Lo primero que hice cuando entramos al popular AgaHa –un mega-boliche con capacidad para 2 mil personas, tres pistas, pileta y restaurant adentro- fue probar la famosa teoría del 50 %. Mi idea era muy básica, y no sé si “Mr. Google” la hubiera aceptado, pero decidí arriesgarme igual. Fui a la puerta del vip y me anuncié como invitado. La primera respuesta fue un no, tenés que estar en la lista. 50 % de mis chances estaban agotadas, pero me quedaba una mitad que estaba dispuesto a encontrar.

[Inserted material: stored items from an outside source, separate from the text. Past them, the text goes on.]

//! # Subscription Notifier
//!
//! The in-process bridge between the write path and the watch engine.
//! Watchers subscribe under their `(namespace, type)` scope; after every
//! committed write the write path notifies that scope.
//!
//! Wakeups carry no payload. Each subscription owns a capacity-1 channel
//! and notification is a non-blocking send that drops when the slot is
//! full, so any burst of writes collapses into a single pending wakeup.
//! A woken watcher re-reads the event table by event-id range, paying at
//! most one extra query per coalesced burst.
//!
//! The subscription map lock is only ever held for O(subscriber-count)
//! work: cloning the sender list on notify, splicing on (un)subscribe.

use std::collections::HashMap;
use std::sync::{Arc, Mutex, MutexGuard};

use tokio::sync::mpsc;

use crate::resource::Kind;

// =============================================================================
// Manager
// =============================================================================

/// Subscription registry keyed by watch scope.
#[derive(Default)]
pub(crate) struct Manager {
    subscriptions: Mutex<HashMap<Kind, Vec<mpsc::Sender<()>>>>,
}

/// Registers a new subscription under the given scope.
///
/// A free function rather than a method: the subscription keeps an owned
/// handle to the manager for its drop-time unsubscribe.
pub(crate) fn subscribe(manager: &Arc<Manager>, kind: Kind) -> Subscription {
    let (tx, rx) = mpsc::channel(1);

    lock_unpoisoned(&manager.subscriptions)
        .entry(kind.clone())
        .or_default()
        .push(tx.clone());

    Subscription {
        kind,
        tx,
        rx,
        manager: Arc::clone(manager),
    }
}

impl Manager {
    /// Wakes every subscriber of the given scope.
    ///
    /// The sender list is snapshotted under the lock and the sends happen
    /// outside it; a full wakeup slot means the watcher already has a
    /// wakeup pending and the send is dropped.
    pub(crate) fn notify(&self, kind: &Kind) {
        let senders = match lock_unpoisoned(&self.subscriptions).get(kind) {
            Some(senders) => senders.clone(),
            None => return,
        };

        for sender in senders {
            let _ = sender.try_send(());
        }
    }

    /// True when no subscriptions are registered. Test hook.
    pub(crate) fn empty(&self) -> bool {
        lock_unpoisoned(&self.subscriptions).is_empty()
    }

    fn unsubscribe(&self, kind: &Kind, tx: &mpsc::Sender<()>) {
        let mut subscriptions = lock_unpoisoned(&self.subscriptions);

        if let Some(senders) = subscriptions.get_mut(kind) {
            senders.retain(|candidate| !candidate.same_channel(tx));

            if senders.is_empty() {
                subscriptions.remove(kind);
            }
        }
    }
}

/// A poisoned lock still yields usable contents; the map holds plain data.
fn lock_unpoisoned<T>(mutex: &Mutex<T>) -> MutexGuard<'_, T> {
    match mutex.lock() {
        Ok(guard) => guard,
        Err(poisoned) => poisoned.into_inner(),
    }
}

// =============================================================================
// Subscription
// =============================================================================

/// An active subscription; unsubscribes on drop.
pub(crate) struct Subscription {
    kind: Kind,
    tx: mpsc::Sender<()>,
    rx: mpsc::Receiver<()>,
    manager: Arc<Manager>,
}

impl Subscription {
    /// Waits for the next wakeup.
    pub(crate) async fn notified(&mut self) {
        // the subscription holds its own sender, so the channel cannot
        // close while we are alive
        let _ = self.rx.recv().await;
    }

    /// Self-wakeup: puts a wakeup into the slot unless one is already
    /// pending. Used to kick-start bookmark-resumed watches before any
    /// write happens.
    pub(crate) fn trigger_notify(&self) {
        let _ = self.tx.try_send(());
    }
}

impl Drop for Subscription {
    fn drop(&mut self) {
        self.manager.unsubscribe(&self.kind, &self.tx);
    }
}

// =============================================================================
// Tests
// =============================================================================

#[cfg(test)]
mod tests {
    use std::time::Duration;

    use super::*;

    fn kind() -> Kind {
        Kind::new("ns1", "path")
    }

    #[tokio::test]
    async fn test_notify_wakes_subscriber() {
        let manager = Arc::new(Manager::default());
        let mut sub = subscribe(&manager, kind());

        manager.notify(&kind());

        tokio::time::timeout(Duration::from_secs(1), sub.notified())
            .await
            .expect("wakeup should arrive");
    }

    #[tokio::test]
    async fn test_notifications_coalesce() {
        let manager = Arc::new(Manager::default());
        let mut sub = subscribe(&manager, kind());

        for _ in 0..10 {
            manager.notify(&kind());
        }

        // exactly one wakeup is pending
        tokio::time::timeout(Duration::from_secs(1), sub.notified())
            .await
            .expect("first wakeup should arrive");

        let second = tokio::time::timeout(Duration::from_millis(50), sub.notified()).await;
        assert!(second.is_err(), "burst should coalesce into one wakeup");
    }

    #[tokio::test]
    async fn test_notify_is_scoped_by_kind() {
        let manager = Arc::new(Manager::default());
        let mut sub = subscribe(&manager, kind());

        manager.notify(&Kind::new("ns1", "other"));
        manager.notify(&Kind::new("ns2", "path"));

        let woken = tokio::time::timeout(Duration::from_millis(50), sub.notified()).await;
        assert!(woken.is_err(), "unrelated scopes must not wake us");
    }

    #[tokio::test]
    async fn test_all_subscribers_of_a_kind_wake() {
        let manager = Arc::new(Manager::default());
        let mut first = subscribe(&manager, kind());
        let mut second = subscribe(&manager, kind());

        manager.notify(&kind());

        tokio::time::timeout(Duration::from_secs(1), first.notified())
            .await
            .expect("first subscriber wakes");
        tokio::time::timeout(Duration::from_secs(1), second.notified())
            .await
            .expect("second subscriber wakes");
    }

    #[tokio::test]
    async fn test_trigger_notify() {
        let manager = Arc::new(Manager::default());
        let mut sub = subscribe(&manager, kind());

        sub.trigger_notify();

        tokio::time::timeout(Duration::from_secs(1), sub.notified())
            .await
            .expect("self-triggered wakeup should arrive");
    }

    #[tokio::test]
    async fn test_unsubscribe_on_drop() {
        let manager = Arc::new(Manager::default());
        assert!(manager.empty());

        let first = subscribe(&manager, kind());
        let second = subscribe(&manager, kind());
        assert!(!manager.empty());

        drop(first);
        assert!(!manager.empty());

        drop(second);
        assert!(manager.empty(), "empty entries are removed from the map");
    }
}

Insistí diciendo que mi nombre estaba en la lista –entre mi inglés y el de la japonesa encargada del vip no hacíamos uno- y ella, un tanto ingenua, me mostró el listado de invitados mostrándome que el mío no estaba. Ahí fue cuando el 50 % de las chances se presentaron ante mí y se abrieron como un gran abanico. Busqué entre los nombres el más occidental y fácil de pronunciar, y me hice pasar por él: “Jones, David Jones” le dije señalándolo en la lista. “Ese soy yo” agregué con total confianza. Me miró una o dos veces, relojeó la lista, y la marcó. Me dio una pulsera que me hizo sentir importante por unos minutos, y me dio la bienvenida al vip. Adentro me esperaba una mesa enorme llena de alcohol gratis del más caro y exclusivo. A su alrededor unos 20 o 30 japoneses sentados riendo, fumando y bailando. Mujeres que parecían modelos, empresarios y hasta alguno que otro que podía aparentar ser un yakuza. Todo eso junto adentro de un pequeño cuarto donde todo parecía posible.
Un hombre de traje de unos casi 40 años me pregunto si quería tomar algo. No supe muy bien que responder, no sabía si iban a cobrarme o si simplemente era una invitación de la casa. Lo pensé unos segundos y volví a acordarme de la teoría… Podían traerme el trago y cobrarme, o dármelo gratis. No había mucha opción, pero una de ellas sin dudas iba a dolerme bastante. Decidí arriesgarme, y si iba a hacerlo iba a hacerlo con todo: “Un gin-tonic y una medida de sake por favor” le respondí en inglés esperando que me entienda. No hubo respuesta, simplemente una sonrisa y una larga caminata hasta la barra. Pocos minutos después estaba nuevamente enfrente mío pero esta vez con los dos tragos que le había pedido. ¿Tenía que pagarle? ¿Le preguntaba? ¿Me arriesgaba y me hacía el boludo? Opté por la tercera opción y deslicé un pequeño “arigato seimá” para demostrar mi agradecimiento. En menos de un segundo se dio vuelta y se trasladó a la siguiente mesa a atender a unas chicas. Sí, todo parecía ser gratis o por lo menos eso iba a creer por el resto de la noche. Y si no, invitaría mi nuevo amigo “David Jones” –que a todo esto nunca conocí, aunque quizás bailé y tomé toda la noche a su lado.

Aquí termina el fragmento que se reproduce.